(Saved entries)
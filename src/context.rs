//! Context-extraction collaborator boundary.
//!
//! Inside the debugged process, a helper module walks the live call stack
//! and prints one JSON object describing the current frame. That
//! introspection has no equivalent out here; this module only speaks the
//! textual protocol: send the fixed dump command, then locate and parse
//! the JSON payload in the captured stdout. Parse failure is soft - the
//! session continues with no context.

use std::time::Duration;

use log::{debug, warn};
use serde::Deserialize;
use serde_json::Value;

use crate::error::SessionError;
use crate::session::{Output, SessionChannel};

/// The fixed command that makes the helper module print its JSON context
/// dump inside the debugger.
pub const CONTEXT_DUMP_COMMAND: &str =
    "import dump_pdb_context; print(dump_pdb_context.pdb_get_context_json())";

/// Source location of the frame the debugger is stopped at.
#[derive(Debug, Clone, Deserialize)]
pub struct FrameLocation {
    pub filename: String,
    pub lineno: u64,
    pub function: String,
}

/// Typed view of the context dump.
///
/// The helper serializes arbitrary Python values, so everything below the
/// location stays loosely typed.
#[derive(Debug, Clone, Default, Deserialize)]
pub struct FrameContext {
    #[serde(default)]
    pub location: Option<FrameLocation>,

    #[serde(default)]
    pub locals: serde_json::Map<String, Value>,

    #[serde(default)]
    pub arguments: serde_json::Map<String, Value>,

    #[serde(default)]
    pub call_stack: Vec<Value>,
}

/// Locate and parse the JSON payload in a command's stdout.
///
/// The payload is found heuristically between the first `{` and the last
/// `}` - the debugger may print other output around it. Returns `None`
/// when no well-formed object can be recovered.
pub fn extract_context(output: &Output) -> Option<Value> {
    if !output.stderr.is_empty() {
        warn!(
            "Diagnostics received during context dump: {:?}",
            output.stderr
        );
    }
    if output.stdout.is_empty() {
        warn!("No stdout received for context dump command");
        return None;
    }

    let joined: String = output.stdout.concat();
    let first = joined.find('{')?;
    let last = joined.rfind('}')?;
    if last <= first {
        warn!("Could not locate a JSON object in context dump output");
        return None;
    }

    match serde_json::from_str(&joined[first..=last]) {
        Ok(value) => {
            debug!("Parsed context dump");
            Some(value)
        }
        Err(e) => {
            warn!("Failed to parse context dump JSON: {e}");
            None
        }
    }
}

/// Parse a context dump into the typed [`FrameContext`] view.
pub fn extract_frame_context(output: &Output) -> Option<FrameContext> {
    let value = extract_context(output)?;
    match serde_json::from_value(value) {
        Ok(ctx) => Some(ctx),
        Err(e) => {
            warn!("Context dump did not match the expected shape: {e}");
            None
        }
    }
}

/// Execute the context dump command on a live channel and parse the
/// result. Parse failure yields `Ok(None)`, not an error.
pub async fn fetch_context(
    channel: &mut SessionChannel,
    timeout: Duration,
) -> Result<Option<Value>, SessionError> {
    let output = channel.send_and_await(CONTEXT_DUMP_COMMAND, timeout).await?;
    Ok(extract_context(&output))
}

---

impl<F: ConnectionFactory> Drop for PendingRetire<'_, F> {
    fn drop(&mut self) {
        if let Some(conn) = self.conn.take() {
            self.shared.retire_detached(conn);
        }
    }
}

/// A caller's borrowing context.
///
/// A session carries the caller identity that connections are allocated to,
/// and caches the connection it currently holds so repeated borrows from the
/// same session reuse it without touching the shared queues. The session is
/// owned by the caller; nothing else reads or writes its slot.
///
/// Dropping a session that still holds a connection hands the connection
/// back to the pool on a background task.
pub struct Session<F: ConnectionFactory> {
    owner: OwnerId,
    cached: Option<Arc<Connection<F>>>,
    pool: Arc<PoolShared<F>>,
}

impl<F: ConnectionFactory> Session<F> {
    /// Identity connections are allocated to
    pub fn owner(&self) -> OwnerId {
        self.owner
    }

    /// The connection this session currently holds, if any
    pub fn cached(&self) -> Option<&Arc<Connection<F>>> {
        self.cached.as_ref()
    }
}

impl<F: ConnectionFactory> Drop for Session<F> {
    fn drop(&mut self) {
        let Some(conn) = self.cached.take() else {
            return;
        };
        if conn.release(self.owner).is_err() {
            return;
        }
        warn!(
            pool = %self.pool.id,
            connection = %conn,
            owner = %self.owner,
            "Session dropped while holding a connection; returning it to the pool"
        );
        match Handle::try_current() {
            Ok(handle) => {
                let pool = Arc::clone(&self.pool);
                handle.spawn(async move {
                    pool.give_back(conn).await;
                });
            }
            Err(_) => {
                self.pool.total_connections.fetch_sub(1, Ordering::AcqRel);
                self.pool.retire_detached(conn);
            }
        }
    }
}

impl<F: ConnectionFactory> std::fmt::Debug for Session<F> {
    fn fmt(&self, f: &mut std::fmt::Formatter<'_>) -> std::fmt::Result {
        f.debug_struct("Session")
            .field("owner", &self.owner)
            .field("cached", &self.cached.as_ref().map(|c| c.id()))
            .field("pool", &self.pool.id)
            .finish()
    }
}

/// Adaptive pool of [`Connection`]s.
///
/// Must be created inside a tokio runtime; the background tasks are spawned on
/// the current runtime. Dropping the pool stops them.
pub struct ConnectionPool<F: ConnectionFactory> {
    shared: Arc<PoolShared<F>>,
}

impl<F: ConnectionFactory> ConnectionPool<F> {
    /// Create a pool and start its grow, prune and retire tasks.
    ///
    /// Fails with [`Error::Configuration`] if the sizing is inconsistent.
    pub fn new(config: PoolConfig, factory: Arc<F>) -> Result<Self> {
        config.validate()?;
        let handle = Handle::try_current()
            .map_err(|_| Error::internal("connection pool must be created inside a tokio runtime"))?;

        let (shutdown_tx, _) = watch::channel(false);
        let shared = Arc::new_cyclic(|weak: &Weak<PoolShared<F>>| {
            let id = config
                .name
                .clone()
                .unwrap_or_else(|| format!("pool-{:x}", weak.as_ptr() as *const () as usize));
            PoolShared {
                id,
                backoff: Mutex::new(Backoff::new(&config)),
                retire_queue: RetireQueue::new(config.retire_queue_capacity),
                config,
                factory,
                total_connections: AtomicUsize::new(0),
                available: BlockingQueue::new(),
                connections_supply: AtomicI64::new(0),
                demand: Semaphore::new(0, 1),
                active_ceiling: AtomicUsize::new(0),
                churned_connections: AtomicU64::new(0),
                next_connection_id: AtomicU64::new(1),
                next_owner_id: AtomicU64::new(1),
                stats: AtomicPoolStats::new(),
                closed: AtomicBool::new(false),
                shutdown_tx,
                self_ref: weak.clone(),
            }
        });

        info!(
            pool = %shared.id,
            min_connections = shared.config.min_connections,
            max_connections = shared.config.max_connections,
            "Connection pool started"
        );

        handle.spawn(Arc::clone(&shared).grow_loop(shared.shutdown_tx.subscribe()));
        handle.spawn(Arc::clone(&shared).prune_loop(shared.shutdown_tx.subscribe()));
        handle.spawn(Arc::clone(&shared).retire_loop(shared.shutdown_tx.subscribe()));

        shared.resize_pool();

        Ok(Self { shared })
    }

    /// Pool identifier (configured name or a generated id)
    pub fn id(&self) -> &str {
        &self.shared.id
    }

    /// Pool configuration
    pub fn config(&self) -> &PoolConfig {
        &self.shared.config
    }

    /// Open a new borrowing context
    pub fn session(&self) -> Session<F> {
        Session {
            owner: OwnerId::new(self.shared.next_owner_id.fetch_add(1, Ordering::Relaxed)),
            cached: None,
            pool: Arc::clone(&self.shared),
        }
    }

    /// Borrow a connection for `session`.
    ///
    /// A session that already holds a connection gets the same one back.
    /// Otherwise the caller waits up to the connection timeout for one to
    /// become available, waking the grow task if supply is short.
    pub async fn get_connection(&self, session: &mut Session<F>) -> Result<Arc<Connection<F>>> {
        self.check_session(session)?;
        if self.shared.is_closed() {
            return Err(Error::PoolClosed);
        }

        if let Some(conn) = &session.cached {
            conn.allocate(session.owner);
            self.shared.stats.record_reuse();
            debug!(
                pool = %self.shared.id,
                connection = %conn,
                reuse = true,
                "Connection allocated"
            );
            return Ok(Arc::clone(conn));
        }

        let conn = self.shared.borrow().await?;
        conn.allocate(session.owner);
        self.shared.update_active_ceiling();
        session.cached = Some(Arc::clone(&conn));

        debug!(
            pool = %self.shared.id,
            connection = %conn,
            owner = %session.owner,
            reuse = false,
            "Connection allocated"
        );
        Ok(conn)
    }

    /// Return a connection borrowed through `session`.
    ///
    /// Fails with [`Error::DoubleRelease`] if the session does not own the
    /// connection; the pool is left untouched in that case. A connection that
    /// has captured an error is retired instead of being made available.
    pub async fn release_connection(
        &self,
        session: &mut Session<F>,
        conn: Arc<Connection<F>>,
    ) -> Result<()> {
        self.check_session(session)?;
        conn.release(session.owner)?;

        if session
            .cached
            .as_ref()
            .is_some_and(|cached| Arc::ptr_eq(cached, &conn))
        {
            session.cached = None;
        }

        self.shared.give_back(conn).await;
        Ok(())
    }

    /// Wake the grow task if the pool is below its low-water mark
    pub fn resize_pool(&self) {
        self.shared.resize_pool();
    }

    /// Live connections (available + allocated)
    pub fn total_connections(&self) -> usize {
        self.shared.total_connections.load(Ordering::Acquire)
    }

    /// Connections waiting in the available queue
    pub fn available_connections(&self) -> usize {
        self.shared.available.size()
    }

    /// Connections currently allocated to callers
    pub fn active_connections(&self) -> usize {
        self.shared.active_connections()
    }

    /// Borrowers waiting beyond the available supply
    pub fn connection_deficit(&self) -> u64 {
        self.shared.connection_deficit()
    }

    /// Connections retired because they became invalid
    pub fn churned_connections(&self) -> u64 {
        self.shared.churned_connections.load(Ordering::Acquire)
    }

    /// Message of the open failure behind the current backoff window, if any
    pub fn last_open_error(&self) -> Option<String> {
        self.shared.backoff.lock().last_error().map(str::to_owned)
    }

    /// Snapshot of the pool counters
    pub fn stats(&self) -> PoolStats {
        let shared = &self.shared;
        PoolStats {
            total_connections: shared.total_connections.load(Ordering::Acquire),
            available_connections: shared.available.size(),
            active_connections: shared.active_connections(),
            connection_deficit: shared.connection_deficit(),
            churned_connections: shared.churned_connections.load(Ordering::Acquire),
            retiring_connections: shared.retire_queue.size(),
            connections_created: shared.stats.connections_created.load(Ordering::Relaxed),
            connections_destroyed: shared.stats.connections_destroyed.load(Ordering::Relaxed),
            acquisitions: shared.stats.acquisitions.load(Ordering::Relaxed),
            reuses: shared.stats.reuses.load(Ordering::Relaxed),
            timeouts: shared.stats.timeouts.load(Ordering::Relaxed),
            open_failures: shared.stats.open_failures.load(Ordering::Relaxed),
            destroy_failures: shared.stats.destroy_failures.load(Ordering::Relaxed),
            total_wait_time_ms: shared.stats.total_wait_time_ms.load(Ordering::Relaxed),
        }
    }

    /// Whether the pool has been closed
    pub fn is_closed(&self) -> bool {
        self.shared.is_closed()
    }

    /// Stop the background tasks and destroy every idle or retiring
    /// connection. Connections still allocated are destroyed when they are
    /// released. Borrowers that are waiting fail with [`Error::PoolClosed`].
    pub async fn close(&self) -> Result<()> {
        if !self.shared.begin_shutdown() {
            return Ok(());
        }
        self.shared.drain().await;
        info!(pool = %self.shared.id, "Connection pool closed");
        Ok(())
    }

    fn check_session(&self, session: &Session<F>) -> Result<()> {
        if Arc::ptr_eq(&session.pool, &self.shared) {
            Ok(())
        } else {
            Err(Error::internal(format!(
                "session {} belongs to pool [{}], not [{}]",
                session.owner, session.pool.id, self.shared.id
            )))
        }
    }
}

[YOUR OBJECTIVE] What are the lines, exactly as written above, from the line with "filename src/context.rs" to the line with "then locate and parse", both included? Output only those.

[RESULT OF THE EXERCISE]
filename src/context.rs
//! Context-extraction collaborator boundary.
//!
//! Inside the debugged process, a helper module walks the live call stack
//! and prints one JSON object describing the current frame. That
//! introspection has no equivalent out here; this module only speaks the
//! textual protocol: send the fixed dump command, then locate and parse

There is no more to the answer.